Le Chili au coeur
Comme tout cela parait loin, surtout pour qui a été contemporain des événements. Olivier Duhamel et Delphine Grouès réussissent à rendre vivants, pour ne pas dire récents, cette mise à mort d’un régime et d’une idée. Le Chili, ou plutôt les Chilis de l’époque : celui de Valparaiso, patrie de Salvador Allende ; celui des Indiens Mapuches au courage légendaire, derniers du continent à se soumettre aux Espagnols, dans le sud, du côté de Temuco et Concepción ; et bien sûr celui de Santiago sans parler des autres. Ils se retrouvent tous dans Carmen et Teo (Stock, 265 pages pages, 19 euros, ici un extrait), un roman qui tente le grand écart entre Histoire et littérature, dans lequel la plupart des personnages, des dialogues, et des situations sont vrais au sein de faits historiques rapportés « aussi exactement que possible ». Air connu mais les auteurs exécutent cette partition avec un brio que seule une intime connaissance de cette musique-là autorisait.
Deux personnages portent l’histoire écrite d’une plume passionnée, vive et précise (passons sur le regrettable « militance » à plusieurs reprises). Teo, à jamais nostalgique du désert et de la nature de son Nord natal, était d’origine grecque et aymara et venait d’un milieu modeste. Sa vision de la politique avait été façonnée par l’intense souvenir de l’assassinat du président Kennedy, nouvelle qu’il apprit à 11 ans à la radio dans un bus et qu’il découvrit le soir à la télévision dans un bar -qui ne se rappelle le lieu et les conditions dans lesquelles un évènement mondial l’a atteint jusqu’à ne faire qu’un dans notre mémoire ?
Carmen, elle, issue de la bourgeoisie de la capitale, c’est la grande tournée latino-américaine du général de Gaulle qui s’est incrustée dans ses jeunes années, surtout l’étape chilienne et l’étape dans l’étape à Rancagua ; elle avait entendu à la radio le fameux discours dans lequel le résistant numero uno louait la fierté, la valeur et le courage du grand peuple chilien, en espagnol s’il vous plait, cela laisse des traces, assurément ! Même si à 20 ans, elle était déjà formée idéologiquement par Beatriz Allende, la fille ainée du leader socialiste, et rendait des services dans la clandestinité comme agent de liaison pour des guérillas censées servir d’arrière-garde au grand frère castriste. Au vrai, en ce tout début des années 70, elle est surtout subjuguée par Miguel Enríquez le charismatique leader du Mir.
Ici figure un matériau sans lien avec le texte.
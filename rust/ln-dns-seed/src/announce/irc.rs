//! IRC Announcement Tailer
//!
//! Minimal client: registers, joins one channel, answers PINGs and hands
//! channel messages to the verifier. Reconnects after a fixed delay.

use std::sync::Arc;
use std::time::Duration;
use futures::StreamExt;
use tokio::io::{AsyncRead, AsyncWrite, AsyncWriteExt};
use tokio::net::TcpStream;
use tokio_util::codec::{FramedRead, LinesCodec, LinesCodecError};
use tracing::{debug, info, trace, warn};

use super::AnnouncementVerifier;
use crate::api::Metrics;
use crate::config::IrcConfig;

/// Registration complete
const RPL_WELCOME: &str = "001";

/// Nickname already taken
const ERR_NICKNAMEINUSE: &str = "433";

/// Longest line accepted from the server (512 bytes plus IRCv3 tags)
const MAX_LINE_LENGTH: usize = 8192;

#[derive(Debug, thiserror::Error)]
pub enum IrcError {
    #[error("IRC I/O error: {0}")]
    Io(#[from] std::io::Error),

    #[error("IRC line error: {0}")]
    Line(#[from] LinesCodecError),

    #[error("IRC server closed the connection")]
    Disconnected,
}

/// One parsed IRC protocol line
#[derive(Debug, Clone, PartialEq, Eq)]
pub struct IrcMessage {
    pub prefix: Option<String>,
    pub command: String,
    pub params: Vec<String>,
}

impl IrcMessage {
    /// Parse `[:prefix] COMMAND params... [:trailing]`
    pub fn parse(line: &str) -> Option<Self> {
        let line = line.trim_end_matches(['\r', '\n']);

        let (prefix, rest) = match line.strip_prefix(':') {
            Some(stripped) => {
                let (prefix, rest) = stripped.split_once(' ')?;
                (Some(prefix.to_string()), rest)
            }
            None => (None, line),
        };

        let (middle, trailing) = match rest.split_once(" :") {
            Some((middle, trailing)) => (middle, Some(trailing)),
            None => (rest, None),
        };

        let mut words = middle.split(' ').filter(|w| !w.is_empty());
        let command = words.next()?.to_ascii_uppercase();
        let mut params: Vec<String> = words.map(str::to_string).collect();
        if let Some(trailing) = trailing {
            params.push(trailing.to_string());
        }

        Some(Self {
            prefix,
            command,
            params,
        })
    }
}

/// Follows the announcement channel
pub struct IrcTailer {
    config: IrcConfig,
    verifier: Arc<AnnouncementVerifier>,
    metrics: Arc<Metrics>,
}

impl IrcTailer {
    pub fn new(config: IrcConfig, verifier: Arc<AnnouncementVerifier>, metrics: Arc<Metrics>) -> Self {
        Self {
            config,
            verifier,
            metrics,
        }
    }

    /// Connect, tail, reconnect; never returns
    pub async fn run(self) {
        let delay = Duration::from_secs(self.config.reconnect_delay_secs);

        loop {
            info!("💬 Connecting to IRC {}", self.config.server);
            match TcpStream::connect(self.config.server.as_str()).await {
                Ok(stream) => {
                    self.metrics.inc_irc_connects();
                    if let Err(e) = self.session(stream).await {
                        warn!("IRC session ended: {}", e);
                    }
                }
                Err(e) => warn!("IRC connect to {} failed: {}", self.config.server, e),
            }

            tokio::time::sleep(delay).await;
        }
    }

    /// Drive one connection until it fails
    pub async fn session<S>(&self, stream: S) -> Result<(), IrcError>
    where
        S: AsyncRead + AsyncWrite + Unpin,
    {
        let (reader, mut writer) = tokio::io::split(stream);
        let mut lines = FramedRead::new(reader, LinesCodec::new_with_max_length(MAX_LINE_LENGTH));

        let mut nick = self.config.nick.clone();
        let mut collisions = 0u32;

        send(&mut writer, &format!("NICK {}", nick)).await?;
        send(&mut writer, &format!("USER {} 0 * :{}", self.config.nick, self.config.nick)).await?;

        while let Some(line) = lines.next().await {
            let line = line?;
            let Some(message) = IrcMessage::parse(&line) else {
                continue;
            };
            trace!("IRC <- {:?}", message);

            match message.command.as_str() {
                "PING" => {
                    let token = message.params.last().map(String::as_str).unwrap_or_default();
                    send(&mut writer, &format!("PONG :{}", token)).await?;
                }
                RPL_WELCOME => {
                    info!("💬 Registered as {}, joining {}", nick, self.config.channel);
                    send(&mut writer, &format!("JOIN {}", self.config.channel)).await?;
                }
                ERR_NICKNAMEINUSE => {
                    collisions += 1;
                    nick = format!("{}{}", self.config.nick, collisions);
                    debug!("Nick in use, retrying as {}", nick);
                    send(&mut writer, &format!("NICK {}", nick)).await?;
                }
                "PRIVMSG" => {
                    if let [target, body] = message.params.as_slice() {
                        if target.eq_ignore_ascii_case(&self.config.channel) {
                            self.verifier.handle_message(body);
                        }
                    }
                }
                _ => {}
            }
        }

        Err(IrcError::Disconnected)
    }
}

async fn send<W: AsyncWrite + Unpin>(writer: &mut W, line: &str) -> Result<(), IrcError> {
    trace!("IRC -> {}", line);
    writer.write_all(line.as_bytes()).await?;
    writer.write_all(b"\r\n").await?;
    writer.flush().await?;
    Ok(())
}

#[cfg(test)]
mod tests {
    use super::*;
    use crate::crypto::tests::sign_double_sha256_hex;
    use crate::registry::PeerRegistry;
    use crate::types::tests::test_signing_key;
    use crate::types::{NodeId, DEFAULT_PORT};
    use k256::PublicKey;
    use tokio::io::{AsyncBufReadExt, BufReader};

    #[test]
    fn test_parse_lines() {
        assert_eq!(
            IrcMessage::parse(":alice!a@host PRIVMSG #lightning-nodes :hello there\r\n"),
            Some(IrcMessage {
                prefix: Some("alice!a@host".to_string()),
                command: "PRIVMSG".to_string(),
                params: vec!["#lightning-nodes".to_string(), "hello there".to_string()],
            })
        );

        let ping = IrcMessage::parse("PING :irc.lfnet.org").unwrap();
        assert_eq!(ping.prefix, None);
        assert_eq!(ping.command, "PING");
        assert_eq!(ping.params, vec!["irc.lfnet.org"]);

        let welcome = IrcMessage::parse(":srv 001 lseed :Welcome").unwrap();
        assert_eq!(welcome.command, RPL_WELCOME);
        assert_eq!(welcome.params, vec!["lseed", "Welcome"]);

        assert_eq!(IrcMessage::parse(""), None);
        assert_eq!(IrcMessage::parse(":prefixonly"), None);
    }

    #[tokio::test]
    async fn test_session_flow() {
        let registry = Arc::new(PeerRegistry::new(DEFAULT_PORT));
        let metrics = Arc::new(Metrics::new());
        let verifier = Arc::new(AnnouncementVerifier::new(registry.clone(), metrics.clone()));
        let tailer = IrcTailer::new(IrcConfig::default(), verifier, metrics);

        let (client, server) = tokio::io::duplex(8192);
        let session = tokio::spawn(async move { tailer.session(client).await });

        let (server_read, mut server_write) = tokio::io::split(server);
        let mut lines = BufReader::new(server_read).lines();

        assert_eq!(lines.next_line().await.unwrap().unwrap(), "NICK lseed");
        assert!(lines.next_line().await.unwrap().unwrap().starts_with("USER lseed"));

        server_write
            .write_all(b":srv 433 * lseed :Nickname is already in use\r\n")
            .await
            .unwrap();
        assert_eq!(lines.next_line().await.unwrap().unwrap(), "NICK lseed1");

        server_write.write_all(b":srv 001 lseed1 :Welcome\r\n").await.unwrap();
        assert_eq!(lines.next_line().await.unwrap().unwrap(), "JOIN #lightning-nodes");

        server_write.write_all(b"PING :token123\r\n").await.unwrap();
        assert_eq!(lines.next_line().await.unwrap().unwrap(), "PONG :token123");

        let key = test_signing_key(8);
        let id = NodeId::from_public_key(&PublicKey::from(key.verifying_key()));
        let message = format!("NODE {} 203.0.113.5 9735", id.to_hex());
        let announcement = format!("{} {}", sign_double_sha256_hex(&key, message.as_bytes()), message);

        // Private messages to us are not announcements
        let other = format!(":bob!b@h PRIVMSG lseed1 :{}\r\n", announcement);
        server_write.write_all(other.as_bytes()).await.unwrap();

        let line = format!(":alice!a@h PRIVMSG #lightning-nodes :{}\r\n", announcement);
        server_write.write_all(line.as_bytes()).await.unwrap();
        drop(server_write);
        drop(lines);

        let result = session.await.unwrap();
        assert!(matches!(result, Err(IrcError::Disconnected)));

        let record = registry.lookup(&id).unwrap();
        assert_eq!(record.addresses[0].to_string(), "203.0.113.5:9735");
        assert_eq!(registry.len(), 1);
    }

    #[tokio::test]
    async fn test_overlong_line_ends_session() {
        let registry = Arc::new(PeerRegistry::new(DEFAULT_PORT));
        let metrics = Arc::new(Metrics::new());
        let verifier = Arc::new(AnnouncementVerifier::new(registry, metrics.clone()));
        let tailer = IrcTailer::new(IrcConfig::default(), verifier, metrics);

        let (client, server) = tokio::io::duplex(8192);
        let session = tokio::spawn(async move { tailer.session(client).await });

        let (server_read, mut server_write) = tokio::io::split(server);
        let mut lines = BufReader::new(server_read).lines();
        assert_eq!(lines.next_line().await.unwrap().unwrap(), "NICK lseed");

        // The session hangs up mid-write, so the write itself may fail
        let endless = vec![b'x'; 4 * MAX_LINE_LENGTH];
        let _ = server_write.write_all(&endless).await;

        let result = tokio::time::timeout(Duration::from_secs(5), session)
            .await
            .unwrap()
            .unwrap();
        assert!(matches!(
            result,
            Err(IrcError::Line(LinesCodecError::MaxLineLengthExceeded))
        ));

        drop(server_write);
    }
}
Teo et Carmen sont miristes. A travers leur histoire, et c’est tout l’intérêt d’un roman historique à son meilleur lorsqu’il se donne une dimension nettement politique, on voit bien comment le MIR (Movimiento de Izquierda Revolucionaria- la gauche révolutionnaire) s’est d’abord constitué comme un réseau d’amitiés, partisans de dépasser la social-démocratie trop peu radicale pour construire un Etat marxiste-léniniste en prélude à une société communiste.
« Il savait combien la clandestinité rend paranoïaque, mais mieux vaut être parano que naïf »
Bien sûr, les personnages cèdent à un certain romantisme révolutionnaire et à une certaine mystique de la lutte armée, mais sans jamais verser dans le folklore. C’est peu dire qu’ils sont engagés : ils ne vivent que pour ça. On entend en sous-texte les chansons de Violeta Parra et d’Atahualpa Yupanqui :
« …¡Basta ya! ¡Basta Ya!
¡Basta ya que el yanqui mande!El yanqui vive en palacio
Yo vivo en uno ¡barracón!
¿Como es posible que viva
El yanqui mejor que yo?… »
1971, quelle année !… les événements s’étaient bousculés : outre les élections municipales qui avaient donné la moitié des suffrages à l’Unité populaire, ce qui était même un sacré progrès sept mois à peine après les élections présidentielles, le poète Pablo Neruda avait été consacré par le prix Nobel de littérature et Fidel Castro entamait une visite triomphale au Chili… On découvre un Salvador Allende demeurant sur le parvis d’une église pendant un mariage car « ses convictions franc-maçonnes » lui interdisaient d’y entrer.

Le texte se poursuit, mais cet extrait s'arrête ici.